§ **Try it**:
Output only the lines of the entries that follow, starting at the one with "#[derive(Debug, Clone, Copy, PartialEq, Eq, Hash)]" and running down to the one with "The lowercase tag", both included and unchanged.

[Material for this exercise]

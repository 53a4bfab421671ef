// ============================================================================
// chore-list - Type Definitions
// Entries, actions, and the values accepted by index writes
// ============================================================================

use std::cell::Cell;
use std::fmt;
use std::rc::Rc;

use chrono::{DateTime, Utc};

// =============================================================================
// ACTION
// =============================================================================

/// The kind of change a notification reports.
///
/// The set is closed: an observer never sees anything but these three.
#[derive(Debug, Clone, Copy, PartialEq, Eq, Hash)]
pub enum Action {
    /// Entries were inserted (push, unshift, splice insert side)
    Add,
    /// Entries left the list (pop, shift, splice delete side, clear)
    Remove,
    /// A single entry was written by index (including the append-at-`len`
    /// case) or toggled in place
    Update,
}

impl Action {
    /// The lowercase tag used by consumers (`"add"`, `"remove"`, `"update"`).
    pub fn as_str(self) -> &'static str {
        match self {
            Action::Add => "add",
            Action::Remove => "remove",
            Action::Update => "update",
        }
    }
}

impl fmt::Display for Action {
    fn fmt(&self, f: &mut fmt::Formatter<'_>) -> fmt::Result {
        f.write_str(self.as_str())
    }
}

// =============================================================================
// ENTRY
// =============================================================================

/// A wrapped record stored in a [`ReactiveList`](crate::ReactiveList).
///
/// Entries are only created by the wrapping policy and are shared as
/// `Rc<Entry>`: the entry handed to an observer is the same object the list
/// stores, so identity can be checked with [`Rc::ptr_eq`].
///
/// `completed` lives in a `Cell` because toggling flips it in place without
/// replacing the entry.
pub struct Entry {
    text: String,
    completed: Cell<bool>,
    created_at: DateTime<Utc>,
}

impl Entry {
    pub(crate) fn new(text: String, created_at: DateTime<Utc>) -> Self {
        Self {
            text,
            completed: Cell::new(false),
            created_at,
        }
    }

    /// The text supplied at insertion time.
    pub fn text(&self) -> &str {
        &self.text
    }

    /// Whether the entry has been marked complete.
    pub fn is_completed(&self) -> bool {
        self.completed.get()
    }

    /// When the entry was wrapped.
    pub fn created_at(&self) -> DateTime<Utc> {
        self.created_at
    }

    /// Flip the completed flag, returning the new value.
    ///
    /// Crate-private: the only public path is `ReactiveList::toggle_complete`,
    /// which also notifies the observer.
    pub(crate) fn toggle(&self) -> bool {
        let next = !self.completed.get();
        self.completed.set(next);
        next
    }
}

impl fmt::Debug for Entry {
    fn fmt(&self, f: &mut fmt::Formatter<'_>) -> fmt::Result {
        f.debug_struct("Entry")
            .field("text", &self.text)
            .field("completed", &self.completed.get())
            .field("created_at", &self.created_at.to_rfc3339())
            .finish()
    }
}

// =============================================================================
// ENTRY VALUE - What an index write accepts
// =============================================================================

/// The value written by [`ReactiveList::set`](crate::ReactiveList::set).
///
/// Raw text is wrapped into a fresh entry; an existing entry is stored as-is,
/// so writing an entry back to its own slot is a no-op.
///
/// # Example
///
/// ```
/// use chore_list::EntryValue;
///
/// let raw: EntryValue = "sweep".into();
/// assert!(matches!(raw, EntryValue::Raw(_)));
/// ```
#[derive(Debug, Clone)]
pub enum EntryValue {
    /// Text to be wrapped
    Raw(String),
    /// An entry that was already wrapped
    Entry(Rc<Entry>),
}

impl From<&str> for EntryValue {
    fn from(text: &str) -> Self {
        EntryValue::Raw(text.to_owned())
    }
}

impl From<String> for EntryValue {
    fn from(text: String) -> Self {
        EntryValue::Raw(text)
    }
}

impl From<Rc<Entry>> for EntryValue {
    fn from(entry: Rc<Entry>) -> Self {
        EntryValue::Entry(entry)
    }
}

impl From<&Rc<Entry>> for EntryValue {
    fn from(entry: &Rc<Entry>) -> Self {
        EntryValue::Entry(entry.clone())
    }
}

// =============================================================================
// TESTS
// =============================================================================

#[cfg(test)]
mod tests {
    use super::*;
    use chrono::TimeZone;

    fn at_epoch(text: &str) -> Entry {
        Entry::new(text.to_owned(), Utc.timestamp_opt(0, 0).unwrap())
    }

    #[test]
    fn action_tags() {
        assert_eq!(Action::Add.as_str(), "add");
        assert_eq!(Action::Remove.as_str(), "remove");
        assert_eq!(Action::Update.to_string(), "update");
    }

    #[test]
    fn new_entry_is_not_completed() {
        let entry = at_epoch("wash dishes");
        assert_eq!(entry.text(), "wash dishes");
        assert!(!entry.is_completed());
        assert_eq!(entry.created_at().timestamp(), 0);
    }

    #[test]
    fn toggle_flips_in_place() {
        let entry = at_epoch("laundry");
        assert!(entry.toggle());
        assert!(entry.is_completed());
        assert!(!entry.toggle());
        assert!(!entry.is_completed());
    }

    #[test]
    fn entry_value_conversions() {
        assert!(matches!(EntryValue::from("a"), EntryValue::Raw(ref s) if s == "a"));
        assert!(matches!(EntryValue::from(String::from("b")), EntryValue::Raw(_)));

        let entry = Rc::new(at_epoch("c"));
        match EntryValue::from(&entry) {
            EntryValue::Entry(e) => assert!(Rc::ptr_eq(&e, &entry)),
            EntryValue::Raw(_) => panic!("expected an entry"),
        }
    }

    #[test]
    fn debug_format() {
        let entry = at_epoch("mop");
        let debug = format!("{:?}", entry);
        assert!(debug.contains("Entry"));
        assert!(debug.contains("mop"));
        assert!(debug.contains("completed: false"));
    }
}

[/Material for this exercise]
[Material for this exercise]

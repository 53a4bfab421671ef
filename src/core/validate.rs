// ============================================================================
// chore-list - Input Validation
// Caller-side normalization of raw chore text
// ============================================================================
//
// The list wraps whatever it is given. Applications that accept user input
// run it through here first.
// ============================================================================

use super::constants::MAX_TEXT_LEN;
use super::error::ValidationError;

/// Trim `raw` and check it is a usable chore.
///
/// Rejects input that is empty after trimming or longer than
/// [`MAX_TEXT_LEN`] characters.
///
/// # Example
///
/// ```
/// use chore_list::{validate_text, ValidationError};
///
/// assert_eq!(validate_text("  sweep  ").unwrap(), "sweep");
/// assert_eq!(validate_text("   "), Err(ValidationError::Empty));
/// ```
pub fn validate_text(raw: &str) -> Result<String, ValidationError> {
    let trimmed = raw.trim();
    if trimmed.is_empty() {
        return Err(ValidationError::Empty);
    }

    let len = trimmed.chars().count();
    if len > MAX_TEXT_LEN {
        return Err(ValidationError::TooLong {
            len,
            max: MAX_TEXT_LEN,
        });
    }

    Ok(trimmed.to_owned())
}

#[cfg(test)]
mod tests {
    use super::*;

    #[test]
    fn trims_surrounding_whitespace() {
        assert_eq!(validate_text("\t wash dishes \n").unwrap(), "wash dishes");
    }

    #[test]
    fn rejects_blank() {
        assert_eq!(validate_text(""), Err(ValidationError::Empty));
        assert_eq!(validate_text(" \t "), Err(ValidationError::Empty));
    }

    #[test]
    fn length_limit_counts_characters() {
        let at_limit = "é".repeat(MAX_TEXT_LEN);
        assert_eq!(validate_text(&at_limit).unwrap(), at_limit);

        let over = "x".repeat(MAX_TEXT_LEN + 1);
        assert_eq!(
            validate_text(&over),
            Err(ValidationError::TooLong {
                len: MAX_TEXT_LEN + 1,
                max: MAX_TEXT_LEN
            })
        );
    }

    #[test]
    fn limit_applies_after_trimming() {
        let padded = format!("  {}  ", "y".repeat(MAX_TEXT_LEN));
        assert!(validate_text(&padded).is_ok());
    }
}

[/Material for this exercise]

§ **Answer box**:
#[derive(Debug, Clone, Copy, PartialEq, Eq, Hash)]
pub enum Action {
    /// Entries were inserted (push, unshift, splice insert side)
    Add,
    /// Entries left the list (pop, shift, splice delete side, clear)
    Remove,
    /// A single entry was written by index (including the append-at-`len`
    /// case) or toggled in place
    Update,
}

impl Action {
    /// The lowercase tag used by consumers (`"add"`, `"remove"`, `"update"`).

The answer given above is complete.